Diagnosis/testing: The diagnosis of RAB18 deficiency is established in a proband who either has suggestive clinical and neuroimaging findings and biallelic pathogenic variant(s) in RAB3GAP1, RAB3GAP2, RAB18, or TBC1D20 identified by molecular genetic testing or meets the clinical diagnostic criteria when molecular genetic testing has not been performed or has not revealed pathogenic variants in one of the four known genes.
Management: Treatment of manifestations: Treatment is symptomatic and supportive, and is best approached through collaborative multidisciplinary medical specialists and other professionals. Cataracts are usually removed surgically. Management of developmental delay / intellectual disability and feeding difficulties are as per standard practice. Treatment of seizures is by a neurologist based on seizure type. Motor dysfunction due to progressive spasticity may benefit from physical therapy to maximize mobility and use of durable medical equipment.

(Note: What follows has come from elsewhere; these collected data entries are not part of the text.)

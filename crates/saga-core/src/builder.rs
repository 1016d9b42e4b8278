use crate::orchestrator::SagaOrchestrator;
use crate::retry::RetryPolicy;

/// Builder for a [`SagaOrchestrator`] with non-default retry policies.
///
/// Forward calls and compensations are configured independently; both
/// default to [`RetryPolicy::default`].
///
/// ```
/// use std::time::Duration;
///
/// use saga_core::{RetryPolicy, SagaOrchestrator};
///
/// # fn main() -> Result<(), saga_core::PolicyError> {
/// let forward = RetryPolicy::new(5, Duration::from_millis(20))?
///     .with_deadline(Duration::from_secs(2));
///
/// let orchestrator = SagaOrchestrator::builder(())
///     .retry_policy(forward)
///     .build();
///
/// assert_eq!(orchestrator.retry_policy().max_attempts(), 5);
/// assert_eq!(orchestrator.compensation_policy().max_attempts(), 3);
/// # Ok(())
/// # }
/// ```
#[derive(Debug)]
pub struct OrchestratorBuilder<C> {
    client: C,
    retry_policy: RetryPolicy,
    compensation_policy: RetryPolicy,
}

impl<C> OrchestratorBuilder<C> {
    #[must_use]
    pub fn new(client: C) -> Self {
        Self {
            client,
            retry_policy: RetryPolicy::default(),
            compensation_policy: RetryPolicy::default(),
        }
    }

    /// Policy applied to every forward call.
    #[must_use]
    pub fn retry_policy(mut self, policy: RetryPolicy) -> Self {
        self.retry_policy = policy;
        self
    }

    /// Policy applied to every compensation.
    #[must_use]
    pub fn compensation_policy(mut self, policy: RetryPolicy) -> Self {
        self.compensation_policy = policy;
        self
    }

    #[must_use]
    pub fn build(self) -> SagaOrchestrator<C> {
        SagaOrchestrator::from_parts(self.client, self.retry_policy, self.compensation_policy)
    }
}
use std::path::PathBuf;

use thiserror::Error;

#[derive(Debug, Error)]
pub enum CliError {
    #[error("failed to read scenario '{path}'")]
    Read {
        path: PathBuf,
        #[source]
        source: std::io::Error,
    },

    #[error("failed to parse scenario '{path}'")]
    Parse {
        path: PathBuf,
        #[source]
        source: toml::de::Error,
    },

    #[error("invalid [{table}] policy")]
    Policy {
        table: &'static str,
        #[source]
        source: saga_core::PolicyError,
    },

    #[error("step {index}: {reason}")]
    InvalidStep { index: usize, reason: String },

    #[error("failed to start async runtime")]
    Runtime(#[source] std::io::Error),

    #[error("saga failed at step {step_index} ('{step}'); {unrecovered} step(s) left unrecovered")]
    SagaFailed {
        step_index: usize,
        step: String,
        unrecovered: usize,
    },
}

pub type Result<T> = std::result::Result<T, CliError>;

Undescended testes may require surgical correction; hormone supplementation for hypogonadism may occasionally be undertaken.
Surveillance: Routine follow up with an ophthalmologist, neurologist, developmental specialist, feeding team and nutritionist, and endocrinologist is recommended.
Genetic counseling: RAB18 deficiency is inherited in an autosomal recessive manner. At conception, each sib of an affected individual has a 25% chance of being affected, a 50% chance of being an asymptomatic carrier, and a 25% chance of being unaffected and not a carrier. Once the RAB3GAP1, RAB3GAP2, RAB18, or TBC1D20 pathogenic variants have been identified in an affected family member, carrier testing for at-risk relatives, prenatal testing for a pregnancy at increased risk, and preimplantation genetic testing are possible.